TASK PROMPT >> Search the entries for the word "JoinHandle". Copy every line where it turns up.

Collected data:
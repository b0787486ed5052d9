//! The block processor: sole writer of the ledger.
//!
//! Blocks from any origin are enqueued and resolved on a dedicated thread
//! to exactly one [`BlockStatus`]. `Progress` applies the block (head and
//! sideband update, pending bookkeeping); every other status leaves the
//! ledger untouched. Batch observers see every result in processing order.

use crate::ledger::Ledger;
use std::collections::VecDeque;
use std::sync::{Arc, Condvar, Mutex, Weak};
use std::thread::{Builder, JoinHandle};
use strand_common::{Account, Amount, Block, BlockHash};
use strand_storage::{PendingInfo, PendingKey};
use tracing::{debug, error, trace};

/// Largest number of blocks resolved per batch before observers run.
const BATCH_MAX: usize = 256;

#[derive(Clone, Copy, PartialEq, Eq, Debug)]
pub enum BlockStatus {
    /// A new block, applied to the ledger.
    Progress,
    /// The predecessor is not known yet.
    GapPrevious,
    /// The receive's source block is not known yet.
    GapSource,
    /// Already present in the ledger.
    Old,
    /// The predecessor already has a different successor.
    Fork,
    /// The source block exists but there is nothing receivable from it.
    Unreceivable,
    /// Malformed or inconsistent with the account state.
    Invalid,
}

/// Where a block entered the node.
#[derive(Clone, Copy, PartialEq, Eq, Debug)]
pub enum BlockSource {
    Live,
    Bootstrap,
    Local,
}

#[derive(Clone)]
pub struct BlockResult {
    pub status: BlockStatus,
    pub block: Arc<Block>,
    pub source: BlockSource,
}

type BatchObserver = Box<dyn Fn(&[BlockResult]) + Send + Sync>;

#[derive(Default)]
struct Queue {
    entries: VecDeque<(Arc<Block>, BlockSource)>,
    stopped: bool,
}

pub struct BlockProcessor {
    ledger: Ledger,
    queue: Mutex<Queue>,
    condition: Condvar,
    observers: Mutex<Vec<BatchObserver>>,
    thread: Mutex<Option<JoinHandle<()>>>,
    weak_self: Weak<Self>,
}

impl BlockProcessor {
    pub fn new(ledger: Ledger) -> Arc<Self> {
        Arc::new_cyclic(|weak_self| Self {
            ledger,
            queue: Mutex::new(Queue::default()),
            condition: Condvar::new(),
            observers: Mutex::new(Vec::new()),
            thread: Mutex::new(None),
            weak_self: weak_self.clone(),
        })
    }

    /// Registers an observer for processed batches. Observers run on the
    /// processing thread, serialized, after each batch is applied.
    pub fn on_batch_processed(&self, observer: BatchObserver) {
        self.observers
            .lock()
            .expect("observers lock poisoned")
            .push(observer);
    }

    pub fn add(&self, block: Block, source: BlockSource) {
        let mut queue = self.queue.lock().expect("queue lock poisoned");
        if queue.stopped {
            return;
        }
        queue.entries.push_back((Arc::new(block), source));
        drop(queue);
        self.condition.notify_all();
    }

    pub fn queue_size(&self) -> usize {
        self.queue.lock().expect("queue lock poisoned").entries.len()
    }

    pub fn start(&self) {
        let processor = self.weak_self.upgrade().expect("processor already dropped");
        let handle = Builder::new()
            .name("Block processing".into())
            .spawn(move || processor.run())
            .expect("failed to spawn block processor thread");
        *self.thread.lock().expect("thread handle lock poisoned") = Some(handle);
    }

    pub fn stop(&self) {
        {
            let mut queue = self.queue.lock().expect("queue lock poisoned");
            queue.stopped = true;
        }
        self.condition.notify_all();
        let handle = self
            .thread
            .lock()
            .expect("thread handle lock poisoned")
            .take();
        if let Some(handle) = handle {
            let _ = handle.join();
        }
    }

    /// Resolves and (on `Progress`) applies a single block on the calling
    /// thread, without observer notification. Used for locally originated
    /// blocks and by tests.
    pub fn process_blocking(&self, block: &Block) -> BlockStatus {
        let status = self.resolve_and_apply(block);
        trace!(status = ?status, hash = %block.hash(), "Processed block");
        status
    }

    fn run(&self) {
        loop {
            let batch = {
                let mut queue = self.queue.lock().expect("queue lock poisoned");
                while queue.entries.is_empty() && !queue.stopped {
                    queue = self
                        .condition
                        .wait(queue)
                        .expect("queue lock poisoned");
                }
                if queue.stopped {
                    return;
                }
                let take = queue.entries.len().min(BATCH_MAX);
                queue.entries.drain(..take).collect::<Vec<_>>()
            };

            let results: Vec<BlockResult> = batch
                .into_iter()
                .map(|(block, source)| {
                    let status = self.resolve_and_apply(&block);
                    trace!(status = ?status, hash = %block.hash(), ?source, "Processed block");
                    BlockResult {
                        status,
                        block,
                        source,
                    }
                })
                .collect();

            let observers = self.observers.lock().expect("observers lock poisoned");
            for observer in observers.iter() {
                observer(&results);
            }
        }
    }

    fn resolve_and_apply(&self, block: &Block) -> BlockStatus {
        let hash = block.hash();
        if self.ledger.block_exists(&hash) {
            return BlockStatus::Old;
        }
        if block.account.is_zero() {
            return BlockStatus::Invalid;
        }
        if block.is_open() {
            self.resolve_open(block, hash)
        } else {
            self.resolve_successor(block, hash)
        }
    }

    fn resolve_open(&self, block: &Block, hash: BlockHash) -> BlockStatus {
        if self.ledger.account_info(&block.account).is_some() {
            // Second open block for the account
            return BlockStatus::Fork;
        }
        let source = block.link_as_source();
        if source.is_zero() {
            return BlockStatus::Invalid;
        }
        if !self.ledger.block_exists(&source) {
            return BlockStatus::GapSource;
        }
        let key = PendingKey {
            receiver: block.account,
            send_hash: source,
        };
        let Some(pending) = self.ledger.store().pending_info(&key) else {
            return BlockStatus::Unreceivable;
        };
        if block.balance != pending.amount {
            return BlockStatus::Invalid;
        }
        self.apply(block, hash, 1, None, Some(key), None)
    }

    fn resolve_successor(&self, block: &Block, hash: BlockHash) -> BlockStatus {
        let Some(previous) = self.ledger.block(&block.previous) else {
            return BlockStatus::GapPrevious;
        };
        if previous.account != block.account {
            return BlockStatus::Invalid;
        }
        if self.ledger.successor(&block.previous).is_some() {
            // The predecessor already continues elsewhere
            return BlockStatus::Fork;
        }
        let height = self
            .ledger
            .store()
            .block_height(&block.previous)
            .unwrap_or(0)
            + 1;
        if block.balance < previous.balance {
            // Send
            let destination = block.link_as_destination();
            if destination.is_zero() {
                return BlockStatus::Invalid;
            }
            let amount = previous
                .balance
                .checked_sub(block.balance)
                .unwrap_or(Amount::ZERO);
            let pending = (
                PendingKey {
                    receiver: destination,
                    send_hash: hash,
                },
                PendingInfo {
                    source: block.account,
                    amount,
                },
            );
            self.apply(block, hash, height, Some(block.previous), None, Some(pending))
        } else if block.balance > previous.balance {
            // Receive
            let source = block.link_as_source();
            if source.is_zero() {
                return BlockStatus::Invalid;
            }
            if !self.ledger.block_exists(&source) {
                return BlockStatus::GapSource;
            }
            let key = PendingKey {
                receiver: block.account,
                send_hash: source,
            };
            let Some(pending) = self.ledger.store().pending_info(&key) else {
                return BlockStatus::Unreceivable;
            };
            let expected = previous.balance.checked_add(pending.amount);
            if expected != Some(block.balance) {
                return BlockStatus::Invalid;
            }
            self.apply(block, hash, height, Some(block.previous), Some(key), None)
        } else {
            // Representative change carries no link
            if !block.link.is_zero() {
                return BlockStatus::Invalid;
            }
            self.apply(block, hash, height, Some(block.previous), None, None)
        }
    }

    fn apply(
        &self,
        block: &Block,
        hash: BlockHash,
        height: u64,
        previous: Option<BlockHash>,
        consumed_pending: Option<PendingKey>,
        created_pending: Option<(PendingKey, PendingInfo)>,
    ) -> BlockStatus {
        let store = self.ledger.store();
        if let Err(err) = self.insert(block, hash, height, previous) {
            error!(%err, hash = %hash, "Ledger write failed, block dropped");
            return BlockStatus::Invalid;
        }
        if let Some(key) = consumed_pending {
            store.remove_pending(&key);
        }
        if let Some((key, info)) = created_pending {
            store.put_pending(key, info);
        }
        debug!(hash = %hash, account = %block.account, height, "Block applied");
        BlockStatus::Progress
    }

    fn insert(
        &self,
        block: &Block,
        hash: BlockHash,
        height: u64,
        previous: Option<BlockHash>,
    ) -> Result<(), strand_storage::StoreError> {
        let store = self.ledger.store();
        store.insert_block(block, height)?;
        if let Some(previous) = previous {
            store.set_successor(&previous, hash)?;
        }
        let mut info = self
            .ledger
            .account_info(&block.account)
            .unwrap_or_default();
        if info.open_block.is_zero() {
            info.open_block = hash;
        }
        info.head = hash;
        info.block_count = height;
        store.put_account_info(block.account, info);
        Ok(())
    }
}

/// Builds an unprocessed genesis open block for `account` holding the whole
/// supply. Install it with [`Ledger::insert_genesis`].
pub fn genesis_block(account: Account) -> Block {
    let mut block = Block {
        account,
        previous: BlockHash::ZERO,
        representative: account,
        balance: Amount::MAX,
        link: strand_common::HashOrAccount::ZERO,
        signature: strand_common::Signature::default(),
        work: 0,
    };
    block.fill_signature();
    block
}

OUTPUT FOR THIS EXERCISE >>
use std::thread::{Builder, JoinHandle};
    thread: Mutex<Option<JoinHandle<()>>>,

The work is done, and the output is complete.